Somehow an expectation at the back of my mind of what friendship should be like must have been blocking my ability to make that transition.Once unblocked,it all got better and the loneliness melted away.During that period of loneliness I felt ashamed of it and never told anybody at work or at home about it. Seventeen-year-olds think oddly.
It wasn't long after I was over that stage that I also started hearing from classmates again, actually. I wonder now if they'd been feeling the same. Perhaps it was normal for that age-group in our situation in those days.
Over the years since then I've noticed that friendships do tend to flourish in context and sometimes when that context alters the level of friendship alters with it. There are only 24 hours in a day and many demands are made on our time.
I am sure the sort of thing I went through nearly fifty years ago can occur at any age when major change occurs,especially if it's unexpected or doesn't happen in the way one expects.I've seen proud new fathers,for example, turn into very unhappy men when their wives become so info-centric they don't know their husbands are even there.They miss the wife they had,the joy of expecting the planned-for baby and the anticipation of being a happy family man. Frasier Crane told his first phone-in caller, who'd had a broken engagement, she was in mourning for her life the way she thought it was going to be. He himself was badly disappointed at losing his intended freedom when his father was shot on duty,had to retire and move in with him. I think in real life that sort of grieving can be confused with loneliness,or perhaps when unrecognised be the cause of it.Isolation while in company can have a similar effect. Being with people where one is excluded from full participation,or where nobody else has the same views,values or intelligence is an example of this because it emphasises differences and makes one feel left out.

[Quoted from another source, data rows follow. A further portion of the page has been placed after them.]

use crate::algebra::QueryForm;
use crate::error::{InvalidContinuationError, QueryEvaluationError};
use crate::expression::Expression;
use crate::iterators::{
    BagUnionIterator, BoxedPlan, DistinctIterator, ExtendIterator, FilterIterator,
    IndexJoinIterator, LeftJoinIterator, ProjectionIterator, ScanIterator,
    SliceIterator,
};
use base64::Engine as _;
use base64::engine::general_purpose::URL_SAFE_NO_PAD;
use rdf_quanta_model::{SolutionMapping, TriplePattern};
use rdf_quanta_storage::GraphBackend;
use serde::{Deserialize, Serialize};
use std::sync::Arc;

/// Version prefix of the continuation token encoding. Bump on any change
/// to [`SavedPlanNode`] that is not forward compatible.
pub const PLAN_FORMAT_VERSION: u16 = 1;

/// A reified operator tree: one closed variant per operator kind, each
/// carrying the operator's static configuration and resumable state.
///
/// Decoding is driven by this enum alone, so a token can only ever
/// reconstruct the fixed operator set, never run arbitrary code.
#[derive(Debug, Clone, PartialEq, Serialize, Deserialize)]
pub enum SavedPlanNode {
    Scan {
        pattern: TriplePattern,
        offset: usize,
    },
    IndexJoin {
        left: Box<SavedPlanNode>,
        pattern: TriplePattern,
        current: Option<SolutionMapping>,
        right: Option<Box<SavedPlanNode>>,
    },
    LeftJoin {
        left: Box<SavedPlanNode>,
        patterns: Vec<TriplePattern>,
        expression: Option<Expression>,
        current: Option<SolutionMapping>,
        right: Option<Box<SavedPlanNode>>,
        found: bool,
    },
    Union {
        children: Vec<SavedPlanNode>,
        exhausted: Vec<bool>,
        next_child: usize,
    },
    Filter {
        expression: Expression,
        inner: Box<SavedPlanNode>,
    },
    Extend {
        inner: Box<SavedPlanNode>,
        variable: String,
        expression: Expression,
    },
    Projection {
        inner: Box<SavedPlanNode>,
        variables: Vec<String>,
    },
    Distinct {
        inner: Box<SavedPlanNode>,
        seen: Vec<String>,
        cap: usize,
    },
    Slice {
        inner: Box<SavedPlanNode>,
        remaining_offset: usize,
        remaining_limit: Option<usize>,
    },
}

/// The envelope that travels inside a continuation token.
#[derive(Debug, Clone, PartialEq, Serialize, Deserialize)]
pub struct SavedPlan {
    pub form: QueryForm,
    pub root: SavedPlanNode,
}

/// Encodes a saved plan into an opaque, URL-safe token.
pub fn encode_saved_plan(plan: &SavedPlan) -> Result<String, QueryEvaluationError> {
    let mut bytes = PLAN_FORMAT_VERSION.to_le_bytes().to_vec();
    let body = bincode::serialize(plan).map_err(|error| {
        QueryEvaluationError::Internal(format!("cannot serialize saved plan: {error}"))
    })?;
    bytes.extend_from_slice(&body);
    Ok(URL_SAFE_NO_PAD.encode(bytes))
}

/// Decodes a continuation token back into a saved plan.
pub fn decode_saved_plan(token: &str) -> Result<SavedPlan, InvalidContinuationError> {
    let bytes = URL_SAFE_NO_PAD
        .decode(token)
        .map_err(|error| InvalidContinuationError::msg(format!("not base64: {error}")))?;
    let Some((version, body)) = bytes.split_first_chunk::<2>() else {
        return Err(InvalidContinuationError::msg("truncated token"));
    };
    let version = u16::from_le_bytes(*version);
    if version != PLAN_FORMAT_VERSION {
        return Err(InvalidContinuationError::msg(format!(
            "unsupported plan format version {version}"
        )));
    }
    bincode::deserialize(body)
        .map_err(|error| InvalidContinuationError::msg(format!("malformed plan: {error}")))
}

/// Rebuilds a live operator tree from a saved node, rebinding scans to
/// the given backend. One fixed constructor per kind tag.
pub fn load_plan(
    node: SavedPlanNode,
    backend: &Arc<dyn GraphBackend>,
) -> Result<BoxedPlan, InvalidContinuationError> {
    Ok(match node {
        SavedPlanNode::Scan { pattern, offset } => {
            Box::new(ScanIterator::resume(Arc::clone(backend), pattern, offset))
        }
        SavedPlanNode::IndexJoin {
            left,
            pattern,
            current,
            right,
        } => {
            if current.is_some() != right.is_some() {
                return Err(InvalidContinuationError::msg(
                    "inconsistent index join state",
                ));
            }
            let right = right
                .map(|right| match *right {
                    SavedPlanNode::Scan { pattern, offset } => Ok(ScanIterator::resume(
                        Arc::clone(backend),
                        pattern,
                        offset,
                    )),
                    _ => Err(InvalidContinuationError::msg(
                        "the inner side of an index join must be a scan",
                    )),
                })
                .transpose()?;
            Box::new(IndexJoinIterator::resume(
                load_plan(*left, backend)?,
                pattern,
                Arc::clone(backend),
                current,
                right,
            ))
        }
        SavedPlanNode::LeftJoin {
            left,
            patterns,
            expression,
            current,
            right,
            found,
        } => {
            if patterns.is_empty() {
                return Err(InvalidContinuationError::msg(
                    "an optional must carry at least one pattern",
                ));
            }
            if current.is_some() != right.is_some() {
                return Err(InvalidContinuationError::msg(
                    "inconsistent optional state",
                ));
            }
            let right = right
                .map(|right| load_plan(*right, backend))
                .transpose()?;
            Box::new(LeftJoinIterator::resume(
                load_plan(*left, backend)?,
                patterns,
                expression,
                Arc::clone(backend),
                current,
                right,
                found,
            ))
        }
        SavedPlanNode::Union {
            children,
            exhausted,
            next_child,
        } => {
            if children.is_empty()
                || children.len() != exhausted.len()
                || next_child >= children.len()
            {
                return Err(InvalidContinuationError::msg("inconsistent union state"));
            }
            let children = children
                .into_iter()
                .map(|child| load_plan(child, backend))
                .collect::<Result<Vec<_>, _>>()?;
            Box::new(BagUnionIterator::resume(children, exhausted, next_child))
        }
        SavedPlanNode::Filter { expression, inner } => Box::new(FilterIterator::new(
            expression,
            load_plan(*inner, backend)?,
        )),
        SavedPlanNode::Extend {
            inner,
            variable,
            expression,
        } => Box::new(ExtendIterator::new(
            load_plan(*inner, backend)?,
            variable,
            expression,
        )),
        SavedPlanNode::Projection { inner, variables } => Box::new(
            ProjectionIterator::new(load_plan(*inner, backend)?, variables),
        ),
        SavedPlanNode::Distinct { inner, seen, cap } => Box::new(
            DistinctIterator::resume(load_plan(*inner, backend)?, seen, cap),
        ),
        SavedPlanNode::Slice {
            inner,
            remaining_offset,
            remaining_limit,
        } => Box::new(SliceIterator::new(
            load_plan(*inner, backend)?,
            remaining_offset,
            remaining_limit,
        )),
    })
}

#[cfg(test)]
mod tests {
    use super::*;
    use rdf_quanta_model::PatternTerm;

    fn sample_plan() -> SavedPlan {
        SavedPlan {
            form: QueryForm::Select,
            root: SavedPlanNode::Projection {
                inner: Box::new(SavedPlanNode::Scan {
                    pattern: TriplePattern::new(
                        PatternTerm::variable("s"),
                        PatternTerm::variable("p"),
                        PatternTerm::variable("o"),
                    ),
                    offset: 42,
                }),
                variables: vec!["s".to_owned()],
            },
        }
    }

    #[test]
    fn token_round_trip() {
        let plan = sample_plan();
        let token = encode_saved_plan(&plan).unwrap();
        let decoded = decode_saved_plan(&token).unwrap();
        assert_eq!(decoded, plan);
    }

    #[test]
    fn tampered_token_is_rejected() {
        let token = encode_saved_plan(&sample_plan()).unwrap();
        // Corrupting the version prefix must always be caught.
        let mut broken = token.clone().into_bytes();
        broken[0] = if broken[0] == b'A' { b'B' } else { b'A' };
        let broken = String::from_utf8(broken).unwrap();
        assert!(decode_saved_plan(&broken).is_err());
        // So must cutting the token short.
        let truncated = &token[..token.len() / 2];
        assert!(decode_saved_plan(truncated).is_err());
    }

    #[test]
    fn future_version_is_rejected() {
        let mut bytes = (PLAN_FORMAT_VERSION + 1).to_le_bytes().to_vec();
        bytes.extend_from_slice(&bincode::serialize(&sample_plan()).unwrap());
        let token = URL_SAFE_NO_PAD.encode(bytes);
        let error = decode_saved_plan(&token).unwrap_err();
        assert!(error.to_string().contains("version"));
    }

    #[test]
    fn garbage_is_rejected() {
        assert!(decode_saved_plan("definitely-not-a-token!").is_err());
        assert!(decode_saved_plan("").is_err());
    }
}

There are friendship fellowships for Christians in some towns, made up of single people who specifically want to socialise in groups with other believers. It might be worth your while findng out where the nearest one is if you don't belong to one already.Joining an interest group or a class only for the purpose of making friends there rather than for its own sake rarely works and is expensive.
edited to correct confusing punctuation typo.